Hitchcock and Lehman combine the suspense with loads of dark humor, and the result is a fun film that ends with a wink to the camera, as if Hitch is telling us, “Lighten up, it’s only a movie”. It may be a minor film in his major career, but it was entertaining enough to keep me invested throughout. Lehman’s script  keeps it’s tongue firmly in cheek, and he won that year’s Edgar Award from the Mystery Writers of America for Best Screenplay. The language is cruder than you’ll find in Hitchcock films past, but that’s just Alfred keeping up with the times; he had always pushed the boundaries of the censorship boards, and was probably delighted to be able to let loose!

Barbara Harris is marvelous as the fake psychic Blanche, giving a joyously ditzy performance. Harris was shamefully underutilized by Hollywood, and should have been a much bigger star. Bruce Dern does good work as well playing Blanche’s bickering boyfriend, caught up in something way over his head. This was Dern’s second film with the Master; he had previously had a small role in 1964’s MARNIE. William Devane is another criminally neglected actor; he’s chillingly charming as Adamson (and can now be found hawking gold in TV commercials for Rosland Capital!). Karen Black’s Fran is kind of a   thankless role, but her presence is always welcome onscreen, as is another underrated actor, Ed Lauter, playing Devane’s murderous cohort.

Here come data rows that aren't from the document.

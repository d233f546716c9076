//! Font service
//!
//! Supplies the raw bytes of the "standard" font. A service that has no
//! font returns None; the keyboard treats that as a normal no-render case.

use log::{debug, info, warn};

use super::fontconfig::{load_configured, load_label_font};

/// Source of the standard font asset
pub trait FontService {
    fn standard_font(&self) -> Option<Vec<u8>>;
}

/// In-memory font bytes (embedded assets, tests)
pub struct StaticFont(pub Vec<u8>);

impl FontService for StaticFont {
    fn standard_font(&self) -> Option<Vec<u8>> {
        if self.0.is_empty() {
            None
        } else {
            Some(self.0.clone())
        }
    }
}

/// Well-known font locations tried before fontconfig
const FONT_CANDIDATES: &[&str] = &[
    // Linux
    "/usr/share/fonts/truetype/dejavu/DejaVuSans.ttf",
    "/usr/share/fonts/TTF/DejaVuSans.ttf",
    "/usr/share/fonts/dejavu-sans-fonts/DejaVuSans.ttf",
    "/usr/share/fonts/truetype/liberation/LiberationSans-Regular.ttf",
    "/usr/share/fonts/liberation-sans/LiberationSans-Regular.ttf",
    "/usr/share/fonts/truetype/noto/NotoSans-Regular.ttf",
    "/usr/share/fonts/noto/NotoSans-Regular.ttf",
    // macOS (development/testing)
    "/System/Library/Fonts/Helvetica.ttc",
    "/Library/Fonts/Arial.ttf",
];

/// Searches the host system for a font
///
/// Search order:
/// 1. VKBD_FONT environment variable
/// 2. Configured font (path or family name)
/// 3. Known paths (hardcoded)
/// 4. fontconfig (fallback)
pub struct SystemFontService {
    configured: String,
}

impl SystemFontService {
    pub fn new(configured: &str) -> Self {
        Self {
            configured: configured.trim().to_string(),
        }
    }
}

impl FontService for SystemFontService {
    fn standard_font(&self) -> Option<Vec<u8>> {
        if let Ok(path) = std::env::var("VKBD_FONT") {
            match std::fs::read(&path) {
                Ok(data) => {
                    info!("Font loaded: {} (VKBD_FONT)", path);
                    return Some(data);
                }
                Err(e) => warn!("Failed to load VKBD_FONT: {} ({})", path, e),
            }
        }

        if !self.configured.is_empty() {
            match load_configured(&self.configured) {
                Ok(data) => return Some(data),
                Err(e) => warn!("Configured font unusable: {}", e),
            }
        }

        for path in FONT_CANDIDATES {
            if let Ok(data) = std::fs::read(path) {
                info!("Font loaded: {}", path);
                return Some(data);
            }
        }

        debug!("Not found in hardcoded paths, trying fontconfig");
        match load_label_font() {
            Ok(data) => Some(data),
            Err(e) => {
                warn!("No usable font: {}", e);
                None
            }
        }
    }
}

#[cfg(test)]
mod tests {
    use super::*;

    #[test]
    fn test_static_font_empty_is_none() {
        assert!(StaticFont(Vec::new()).standard_font().is_none());
        assert_eq!(StaticFont(vec![1, 2]).standard_font(), Some(vec![1, 2]));
    }
}
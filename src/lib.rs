//! vkbd - software-composited on-screen keyboard
//!
//! # Architecture
//!
//! ```text
//! ┌──────────────────────────────────────────┐
//! │        Keyboard session (tick loop)      │
//! ├──────────────────────────────────────────┤
//! │  Input aggregator  →  Edit state         │
//! │                          ↓               │
//! │        Layout + glyphs → Compositor      │
//! │                          ↓               │
//! │     Handheld 854×480  +  External 1.5×   │
//! └──────────────────────────────────────────┘
//! ```

pub mod config;
pub mod constants;
pub mod display;
pub mod drawing;
pub mod font;
pub mod input;
pub mod keyboard;
pub mod utils;

pub use config::Config;
pub use display::{DisplayBackend, MemoryDisplay};
pub use font::{FontService, GlyphSource};
pub use input::{PrimaryController, SecondaryControllers};
pub use keyboard::{run_keyboard, Clock, KeyboardContext, KeyboardSettings};
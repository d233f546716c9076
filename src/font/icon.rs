//! Action key icons
//!
//! The standard font carries the pad icons in its private-use area. Fonts
//! without them get a plain fallback so the key still has a label.

use super::glyph::GlyphSource;

#[derive(Debug, Clone, Copy, PartialEq, Eq)]
pub enum Icon {
    CursorLeft,
    CursorRight,
    Commit,
}

impl Icon {
    /// Candidate code points, preferred first
    pub fn candidates(self) -> &'static [char] {
        match self {
            Icon::CursorLeft => &['\u{E091}', '<'],
            Icon::CursorRight => &['\u{E090}', '>'],
            Icon::Commit => &['\u{E056}', '\u{21B5}', '\u{2713}'],
        }
    }

    /// First candidate the glyph source can draw; the primary code point otherwise
    pub fn resolve<G: GlyphSource + ?Sized>(self, glyphs: &G) -> char {
        let candidates = self.candidates();
        candidates
            .iter()
            .copied()
            .find(|&ch| glyphs.has_glyph(ch))
            .unwrap_or(candidates[0])
    }
}

#[cfg(test)]
mod tests {
    use super::*;
    use crate::font::GlyphBitmap;

    /// Maps ASCII only
    struct AsciiOnly;

    impl GlyphSource for AsciiOnly {
        fn advance(&self, ch: char) -> Option<f32> {
            ch.is_ascii().then_some(10.0)
        }

        fn rasterize(&self, ch: char) -> Option<GlyphBitmap> {
            ch.is_ascii()
                .then(|| GlyphBitmap::new(2, 2, 0, -2, 10.0, &[255; 4]))
        }
    }

    /// Maps everything
    struct Full;

    impl GlyphSource for Full {
        fn advance(&self, _ch: char) -> Option<f32> {
            Some(10.0)
        }

        fn rasterize(&self, _ch: char) -> Option<GlyphBitmap> {
            None
        }
    }

    #[test]
    fn test_icons_prefer_private_use_code_points() {
        assert_eq!(Icon::CursorLeft.resolve(&Full), '\u{E091}');
        assert_eq!(Icon::CursorRight.resolve(&Full), '\u{E090}');
        assert_eq!(Icon::Commit.resolve(&Full), '\u{E056}');
    }

    #[test]
    fn test_icons_fall_back() {
        assert_eq!(Icon::CursorLeft.resolve(&AsciiOnly), '<');
        assert_eq!(Icon::CursorRight.resolve(&AsciiOnly), '>');
        // No candidate mapped: keep the primary code point (draws as nothing)
        assert_eq!(Icon::Commit.resolve(&AsciiOnly), '\u{E056}');
    }
}
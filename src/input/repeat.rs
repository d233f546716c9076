//! Cooldown / auto-repeat gate
//!
//! One counter shared by every button. Actions fire only when the counter
//! is zero; firing re-arms it. While anything stays held the counter runs
//! down to the next repeat, releasing everything snaps it back to zero so
//! the next press acts immediately.

/// Result of one gate step
#[derive(Debug, Clone, Copy, PartialEq, Eq, Default)]
pub struct GateStep {
    /// Buttons in this tick's mask should act
    pub fire: bool,
    /// The frame should be (re)drawn this tick
    pub redraw: bool,
}

#[derive(Debug, Clone)]
pub struct RepeatGate {
    cooldown: u32,
    repeat: u32,
}

impl RepeatGate {
    /// Primed one step above the repeat interval so the first tick draws
    pub fn new(repeat: u32) -> Self {
        let repeat = repeat.max(1);
        Self {
            cooldown: repeat.saturating_add(1),
            repeat,
        }
    }

    pub fn cooldown(&self) -> u32 {
        self.cooldown
    }

    fn primed(&self) -> bool {
        self.cooldown == self.repeat.saturating_add(1)
    }

    /// Advance one tick. `held` is any input at all, `actionable` whether
    /// the mask contains a button the keyboard acts on.
    pub fn step(&mut self, held: bool, actionable: bool) -> GateStep {
        let mut fire = false;
        if self.cooldown == 0 {
            if actionable {
                fire = true;
                self.cooldown = self.repeat;
            }
        } else if held || self.primed() {
            self.cooldown -= 1;
        } else {
            self.cooldown = 0;
        }

        GateStep {
            fire,
            redraw: self.cooldown == self.repeat,
        }
    }

    /// Restart the repeat interval after an out-of-band action
    pub fn rearm(&mut self) {
        self.cooldown = self.repeat;
    }
}

#[cfg(test)]
mod tests {
    use super::*;

    #[test]
    fn test_first_tick_draws_without_firing() {
        let mut gate = RepeatGate::new(25);
        assert_eq!(gate.cooldown(), 26);
        let step = gate.step(false, false);
        assert_eq!(step, GateStep { fire: false, redraw: true });
        assert_eq!(gate.cooldown(), 25);
    }

    #[test]
    fn test_release_snaps_to_zero() {
        let mut gate = RepeatGate::new(25);
        gate.step(false, false);
        let step = gate.step(false, false);
        assert_eq!(gate.cooldown(), 0);
        assert!(!step.redraw);
        // Next press acts at once
        let step = gate.step(true, true);
        assert!(step.fire && step.redraw);
    }

    #[test]
    fn test_held_button_repeats_every_interval() {
        let mut gate = RepeatGate::new(25);
        gate.step(false, false);
        gate.step(false, false);
        assert!(gate.step(true, true).fire);

        let mut fired_after = None;
        for tick in 1..=40 {
            if gate.step(true, true).fire {
                fired_after = Some(tick);
                break;
            }
        }
        // 25 ticks to run down, fires on the 26th
        assert_eq!(fired_after, Some(26));
    }

    #[test]
    fn test_non_actionable_input_does_not_fire() {
        let mut gate = RepeatGate::new(25);
        gate.step(false, false);
        gate.step(false, false);
        let step = gate.step(true, false);
        assert!(!step.fire);
        assert_eq!(gate.cooldown(), 0);
    }

    #[test]
    fn test_huge_interval_does_not_overflow() {
        let mut gate = RepeatGate::new(u32::MAX);
        assert_eq!(gate.cooldown(), u32::MAX);
        let step = gate.step(false, true);
        assert!(!step.fire);
        assert_eq!(gate.cooldown(), u32::MAX - 1);
        gate.rearm();
        assert!(gate.step(true, true).redraw);
    }

    #[test]
    fn test_rearm() {
        let mut gate = RepeatGate::new(25);
        gate.step(false, false);
        gate.step(false, false);
        gate.rearm();
        assert_eq!(gate.cooldown(), 25);
    }
}
//! Color types and parsing
//!
//! Colors are 8-bit RGBA. Framebuffers store RGBx (the fourth byte is
//! not written by blending), the display backend takes packed 0xRRGGBBAA.

/// 8-bit RGBA color
#[derive(Debug, Clone, Copy, PartialEq, Eq)]
pub struct Rgba {
    pub r: u8,
    pub g: u8,
    pub b: u8,
    pub a: u8,
}

impl Rgba {
    pub const BLACK: Rgba = Rgba::opaque(0, 0, 0);
    pub const WHITE: Rgba = Rgba::opaque(255, 255, 255);

    pub const fn new(r: u8, g: u8, b: u8, a: u8) -> Self {
        Self { r, g, b, a }
    }

    pub const fn opaque(r: u8, g: u8, b: u8) -> Self {
        Self { r, g, b, a: 255 }
    }

    /// Unpack from 0xRRGGBBAA
    pub const fn from_packed(packed: u32) -> Self {
        Self {
            r: (packed >> 24) as u8,
            g: (packed >> 16) as u8,
            b: (packed >> 8) as u8,
            a: packed as u8,
        }
    }

    /// Pack as 0xRRGGBBAA (display backend clear/put format)
    pub const fn packed(self) -> u32 {
        ((self.r as u32) << 24) | ((self.g as u32) << 16) | ((self.b as u32) << 8) | self.a as u32
    }

    /// Same color with alpha scaled by glyph coverage (0-255)
    pub fn with_coverage(self, coverage: u8) -> Self {
        let a = (self.a as f32 * (coverage as f32 / 255.0)) as u8;
        Self { a, ..self }
    }

    /// Parse "RRGGBB" / "#RGB" into an opaque color
    pub fn from_hex(hex: &str) -> Option<Self> {
        parse_hex_color(hex).map(|(r, g, b)| Self::opaque(r, g, b))
    }
}

/// Parse 6-digit hex color (e.g., "ff0000" -> (255, 0, 0))
/// Also supports 3-digit short format (e.g., "f00" -> (255, 0, 0))
/// Returns None on invalid input.
pub fn parse_hex_color(hex: &str) -> Option<(u8, u8, u8)> {
    let hex = hex.trim_start_matches('#');
    if !hex.is_ascii() {
        return None;
    }
    match hex.len() {
        6 => {
            let r = u8::from_str_radix(&hex[0..2], 16).ok()?;
            let g = u8::from_str_radix(&hex[2..4], 16).ok()?;
            let b = u8::from_str_radix(&hex[4..6], 16).ok()?;
            Some((r, g, b))
        }
        3 => {
            // Short format: expand F -> FF
            let r = u8::from_str_radix(&hex[0..1], 16).ok()? * 17;
            let g = u8::from_str_radix(&hex[1..2], 16).ok()? * 17;
            let b = u8::from_str_radix(&hex[2..3], 16).ok()? * 17;
            Some((r, g, b))
        }
        _ => None,
    }
}

/// Linear blend of one 8-bit channel.
///
/// `out = src * f + dst * (1 - f)` with `f = alpha / 255`.
#[inline]
pub fn blend_channel(src: u8, dst: u8, alpha: u8) -> u8 {
    let f = alpha as f32 / 255.0;
    let out = src as f32 * f + dst as f32 * (1.0 - f);
    (out + 0.5).clamp(0.0, 255.0) as u8
}
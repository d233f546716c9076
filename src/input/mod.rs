//! Input handling
//!
//! Turn every controller into one stream of canonical button masks.
//! - Controller boundary and button layouts (primary pad, core remote, classic)
//! - Aggregation and the shared cooldown / auto-repeat gate
//! - Host pads: raw TTY stdin, and evdev via libinput (Linux)

pub mod aggregator;
pub mod buttons;
pub mod controller;
#[cfg(target_os = "linux")]
pub mod evdev;
pub mod repeat;
pub mod tty;

pub use aggregator::{InputAggregator, InputFrame, InputTick};
pub use buttons::{ClassicButtons, CoreButtons, PadButtons};
pub use controller::{
    ExtensionType, NoSecondaryPads, PrimaryController, PrimaryReading, SecondaryControllers,
    SecondaryReading, TouchSample, SECONDARY_CHANNELS,
};
#[cfg(target_os = "linux")]
pub use evdev::EvdevPad;
pub use repeat::{GateStep, RepeatGate};
pub use tty::TtyPad;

Albert Whitlock’s (THE BIRDS) special effects during the car chase scene were no longer cutting-edge, and in fact look as phony as Blanche’s psychic powers, but that’s really a minor quibble. FAMILY PLOT may be lesser Hitchcock, but it’s certainly enjoyable enough to keep Hitch fans happy. At least it did for me, and I’d recommend it to all who want to see The Master of Suspense take us on one last ride.

Necktie Party: Alfred Hitchcock’s FRENZY (Universal 1972)


Alfred Hitchcock’s  previous two films, TORN CURTAIN (1966) and TOPAZ (1969) weren’t well received by critics, who claimed The Master of Suspense was too old-fashioned and had lost his touch. One wag even suggested that, after fifty years in films, it was time to put Hitch out to pasture! But Hitchcock wasn’t quite ready for a life of tea and crumpets in the garden, and came back with 1972’s FRENZY, complete with all the blatant sex, nudity, gore, and profanity of other early 70’s auteurs, proving he could not only keep up with the times, but surpass them by giving us the blackest of horror comedies.

Hitchcock had returned to his native England before to make a few films, but always with actors who had box office appeal in America (Ingrid Bergman and Joseph Cotten in UNDER CAPRICORN, Marlene Dietrich and Jane Wyman in STAGE FRIGHT). This time around, he uses an All-British cast of superb actors to tell his grisly little tale of a psycho sex killer on the loose in London, and an innocent man accused of the crimes. Anthony Shaffer (SLEUTH, THE WICKER MAN) adapted Arthur LeBern’s novel GOODBYE PICCADILLY, FAREWELL LEICESTER SQUARE and added some macabre humor to the gruesome goings-on, which fit right in with Hitchcock’s playful style.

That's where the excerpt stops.